Programmed Visions
Design by Raegan Kelly
Designer's Statement
One of the many threads running through Wendy's work entails a critical examination of practices of reduction and simplification at the surface that in the end can become (have become?) a kind of mechanistic truth. Following this, I first envisioned the Programmed Visions interface as an extended and never quite containable complex surface, one that foregrounded its opacity and consciously eschewed some interactive standards and practices that can imply complete (user) control, and access. Access to and through this surface would only be achieved through prolonged physical engagement.
In the end, we honed structurally closer to Foucault's contextual archival volume and added 'depth' (implied by transparency) to the interface. Wendy worked hard to physically locate her materials according to her argument, settling on 37 cartesian fields stacked along a hypothetical z-axis, organized into thematic quadrants and around two possible origins”"the corner (0,0), and, counting row by row and column by column, the center (6,6). The 38th or foremost field contains Wendy's own analytical texts.
Wendy then selected hot snippets from each text segment, which through string matching respond to mouse proximity and link to a varying number of locations elsewhere in the archive.
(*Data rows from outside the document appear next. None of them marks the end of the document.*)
//! Test helpers for integration tests.
//!
//! Provides an in-memory app state, a mock feed server and RSS fixtures.

#![allow(dead_code)]

use std::time::Duration;

use tokio::sync::watch;
use wiremock::matchers::{method, path};
use wiremock::{Mock, MockServer, ResponseTemplate};

use gator::config::FetcherConfig;
use gator::db::{NewUser, User, UserRepository};
use gator::feed::{Feed, FeedRepository, NewFeed};
use gator::{AppState, Config, Database, FeedFetcher, IngestionCycle};

/// Default timeout for test operations.
pub const DEFAULT_TIMEOUT: Duration = Duration::from_secs(5);

/// Build an RSS document from `(title, link, pubDate)` triples.
pub fn rss(items: &[(&str, &str, &str)]) -> String {
    let mut body = String::from("<?xml version=\"1.0\"?>\n<rss version=\"2.0\"><channel>");
    body.push_str("<title>Fixture</title><link>https://fixture.example.com/</link>");
    body.push_str("<description>Fixture feed</description>");
    for (title, link, pub_date) in items {
        body.push_str(&format!(
            "<item><title>{title}</title><link>{link}</link>\
             <description>About {title}</description><pubDate>{pub_date}</pubDate></item>"
        ));
    }
    body.push_str("</channel></rss>");
    body
}

/// Start a mock server answering `GET /{route}` with `body`.
pub async fn serve_feed(route: &str, body: String) -> MockServer {
    let server = MockServer::start().await;
    Mock::given(method("GET"))
        .and(path(format!("/{route}")))
        .respond_with(ResponseTemplate::new(200).set_body_string(body))
        .mount(&server)
        .await;
    server
}

/// Open a fresh in-memory database.
pub async fn setup_db() -> Database {
    Database::open_in_memory().await.unwrap()
}

/// App state over a fresh database with a config that is never written to disk.
pub async fn setup_state() -> AppState {
    AppState::new(setup_db().await, Config::default())
}

/// Create a user.
pub async fn create_user(db: &Database, name: &str) -> User {
    UserRepository::new(db.pool())
        .create(&NewUser::new(name))
        .await
        .unwrap()
}

/// Register a feed owned by `user`.
pub async fn create_feed(db: &Database, user: &User, name: &str, url: &str) -> Feed {
    FeedRepository::new(db.pool())
        .create(&NewFeed::new(user.id, name, url))
        .await
        .unwrap()
}

/// Fetcher with short timeouts.
pub fn test_fetcher() -> FeedFetcher {
    FeedFetcher::new(&FetcherConfig {
        connect_timeout_secs: 2,
        read_timeout_secs: 2,
        total_timeout_secs: 5,
        ..FetcherConfig::default()
    })
    .unwrap()
}

/// Ingestion cycle over `db`.
pub fn cycle(db: &Database) -> IngestionCycle<Database> {
    IngestionCycle::new(db.clone(), test_fetcher())
}

/// A shutdown channel that is never triggered.
pub fn no_shutdown() -> (watch::Sender<bool>, watch::Receiver<bool>) {
    watch::channel(false)
}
My original navigational algorithm generated a curated path through this material, with each text segment or snippet containing code linking it to one, possibly two, other texts or images in the archive. Each reader's path would have been unique, as there are generally several texts (and many active snippets of each text) present at any one time within the frame, but somewhat rigidly prescribed. Wendy chose to relinquish that control, opting instead to generate a list of keywords as indices to the contents of the database, and associating a number of keywords with any given text/image. The archive overview, a bird's eye view of the structure of the archive that emerges through interaction, provides a historical index back through the piece.